▶ _Work instructions_:
Your task is to quote the records from their first line through the line containing "fn lock_state(&self) ->", with nothing added or left out.

++++ Data for this exercise ++++

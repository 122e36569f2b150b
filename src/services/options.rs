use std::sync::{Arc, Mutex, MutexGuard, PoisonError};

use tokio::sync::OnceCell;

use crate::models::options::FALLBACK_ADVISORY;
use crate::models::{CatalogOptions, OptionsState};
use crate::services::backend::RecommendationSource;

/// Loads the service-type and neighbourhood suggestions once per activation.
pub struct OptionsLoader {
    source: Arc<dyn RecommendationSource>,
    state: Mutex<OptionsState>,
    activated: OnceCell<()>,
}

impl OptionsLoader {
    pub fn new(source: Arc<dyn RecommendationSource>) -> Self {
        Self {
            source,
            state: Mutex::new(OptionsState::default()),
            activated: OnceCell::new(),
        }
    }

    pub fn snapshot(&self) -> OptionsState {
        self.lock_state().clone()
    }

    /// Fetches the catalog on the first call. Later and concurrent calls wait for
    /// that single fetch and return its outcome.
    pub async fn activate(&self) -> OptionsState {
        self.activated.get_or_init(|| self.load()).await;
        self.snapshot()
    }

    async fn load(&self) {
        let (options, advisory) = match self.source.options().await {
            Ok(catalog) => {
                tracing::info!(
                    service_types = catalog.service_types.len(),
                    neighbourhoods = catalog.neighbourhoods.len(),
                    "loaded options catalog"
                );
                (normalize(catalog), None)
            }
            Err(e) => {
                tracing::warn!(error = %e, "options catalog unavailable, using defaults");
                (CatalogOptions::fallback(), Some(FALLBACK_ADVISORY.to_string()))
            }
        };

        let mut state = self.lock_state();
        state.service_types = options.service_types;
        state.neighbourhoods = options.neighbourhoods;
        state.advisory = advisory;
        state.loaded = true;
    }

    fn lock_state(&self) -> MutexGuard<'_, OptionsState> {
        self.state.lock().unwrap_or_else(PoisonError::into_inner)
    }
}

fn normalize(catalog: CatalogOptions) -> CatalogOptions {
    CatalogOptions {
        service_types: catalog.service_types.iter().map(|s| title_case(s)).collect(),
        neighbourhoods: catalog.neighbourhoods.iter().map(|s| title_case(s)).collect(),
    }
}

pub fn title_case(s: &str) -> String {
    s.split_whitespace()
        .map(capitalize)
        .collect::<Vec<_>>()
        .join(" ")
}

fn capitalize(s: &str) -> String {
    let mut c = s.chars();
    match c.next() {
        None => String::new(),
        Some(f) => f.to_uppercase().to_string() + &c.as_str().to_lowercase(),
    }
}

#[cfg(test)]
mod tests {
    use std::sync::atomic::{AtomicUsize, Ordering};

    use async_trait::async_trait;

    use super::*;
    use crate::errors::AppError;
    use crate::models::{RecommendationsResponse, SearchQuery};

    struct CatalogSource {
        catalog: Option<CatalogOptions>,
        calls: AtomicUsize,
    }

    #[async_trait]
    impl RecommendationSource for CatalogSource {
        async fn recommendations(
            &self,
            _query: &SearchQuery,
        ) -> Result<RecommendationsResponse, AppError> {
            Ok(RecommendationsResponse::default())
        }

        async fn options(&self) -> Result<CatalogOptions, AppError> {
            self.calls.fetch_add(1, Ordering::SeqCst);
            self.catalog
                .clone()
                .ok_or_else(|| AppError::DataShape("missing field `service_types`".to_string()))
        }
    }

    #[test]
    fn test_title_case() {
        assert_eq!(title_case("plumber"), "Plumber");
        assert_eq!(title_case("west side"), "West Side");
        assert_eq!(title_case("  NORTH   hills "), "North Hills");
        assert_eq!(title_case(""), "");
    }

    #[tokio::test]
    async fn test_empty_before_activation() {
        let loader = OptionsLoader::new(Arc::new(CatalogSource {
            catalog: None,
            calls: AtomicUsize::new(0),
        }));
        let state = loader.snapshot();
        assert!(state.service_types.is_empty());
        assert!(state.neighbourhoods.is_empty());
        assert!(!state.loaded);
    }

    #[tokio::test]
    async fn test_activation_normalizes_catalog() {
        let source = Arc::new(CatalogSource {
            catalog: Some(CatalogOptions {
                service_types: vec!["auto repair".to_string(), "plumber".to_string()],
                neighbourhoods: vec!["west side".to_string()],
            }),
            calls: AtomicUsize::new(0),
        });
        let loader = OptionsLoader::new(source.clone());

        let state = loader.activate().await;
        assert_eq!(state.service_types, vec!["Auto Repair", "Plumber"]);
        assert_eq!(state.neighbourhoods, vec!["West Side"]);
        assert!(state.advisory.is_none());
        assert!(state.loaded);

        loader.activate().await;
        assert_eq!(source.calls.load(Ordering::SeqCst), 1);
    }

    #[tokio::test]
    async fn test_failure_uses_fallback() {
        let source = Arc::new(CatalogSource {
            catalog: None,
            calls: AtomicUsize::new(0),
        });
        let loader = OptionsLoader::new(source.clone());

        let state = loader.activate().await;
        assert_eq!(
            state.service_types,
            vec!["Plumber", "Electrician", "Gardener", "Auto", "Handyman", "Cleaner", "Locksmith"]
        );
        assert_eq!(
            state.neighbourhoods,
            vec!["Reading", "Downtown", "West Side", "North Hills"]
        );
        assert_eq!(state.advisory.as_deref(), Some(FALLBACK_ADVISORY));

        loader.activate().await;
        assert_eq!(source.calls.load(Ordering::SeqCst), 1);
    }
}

++++

▶ _Reply to the exercise_:
repository 122e36569f2b150b
filename src/services/options.rs
use std::sync::{Arc, Mutex, MutexGuard, PoisonError};

use tokio::sync::OnceCell;

use crate::models::options::FALLBACK_ADVISORY;
use crate::models::{CatalogOptions, OptionsState};
use crate::services::backend::RecommendationSource;

/// Loads the service-type and neighbourhood suggestions once per activation.
pub struct OptionsLoader {
    source: Arc<dyn RecommendationSource>,
    state: Mutex<OptionsState>,
    activated: OnceCell<()>,
}

impl OptionsLoader {
    pub fn new(source: Arc<dyn RecommendationSource>) -> Self {
        Self {
            source,
            state: Mutex::new(OptionsState::default()),
            activated: OnceCell::new(),
        }
    }

    pub fn snapshot(&self) -> OptionsState {
        self.lock_state().clone()
    }

    /// Fetches the catalog on the first call. Later and concurrent calls wait for
    /// that single fetch and return its outcome.
    pub async fn activate(&self) -> OptionsState {
        self.activated.get_or_init(|| self.load()).await;
        self.snapshot()
    }

    async fn load(&self) {
        let (options, advisory) = match self.source.options().await {
            Ok(catalog) => {
                tracing::info!(
                    service_types = catalog.service_types.len(),
                    neighbourhoods = catalog.neighbourhoods.len(),
                    "loaded options catalog"
                );
                (normalize(catalog), None)
            }
            Err(e) => {
                tracing::warn!(error = %e, "options catalog unavailable, using defaults");
                (CatalogOptions::fallback(), Some(FALLBACK_ADVISORY.to_string()))
            }
        };

        let mut state = self.lock_state();
        state.service_types = options.service_types;
        state.neighbourhoods = options.neighbourhoods;
        state.advisory = advisory;
        state.loaded = true;
    }

    fn lock_state(&self) -> MutexGuard<'_, OptionsState> {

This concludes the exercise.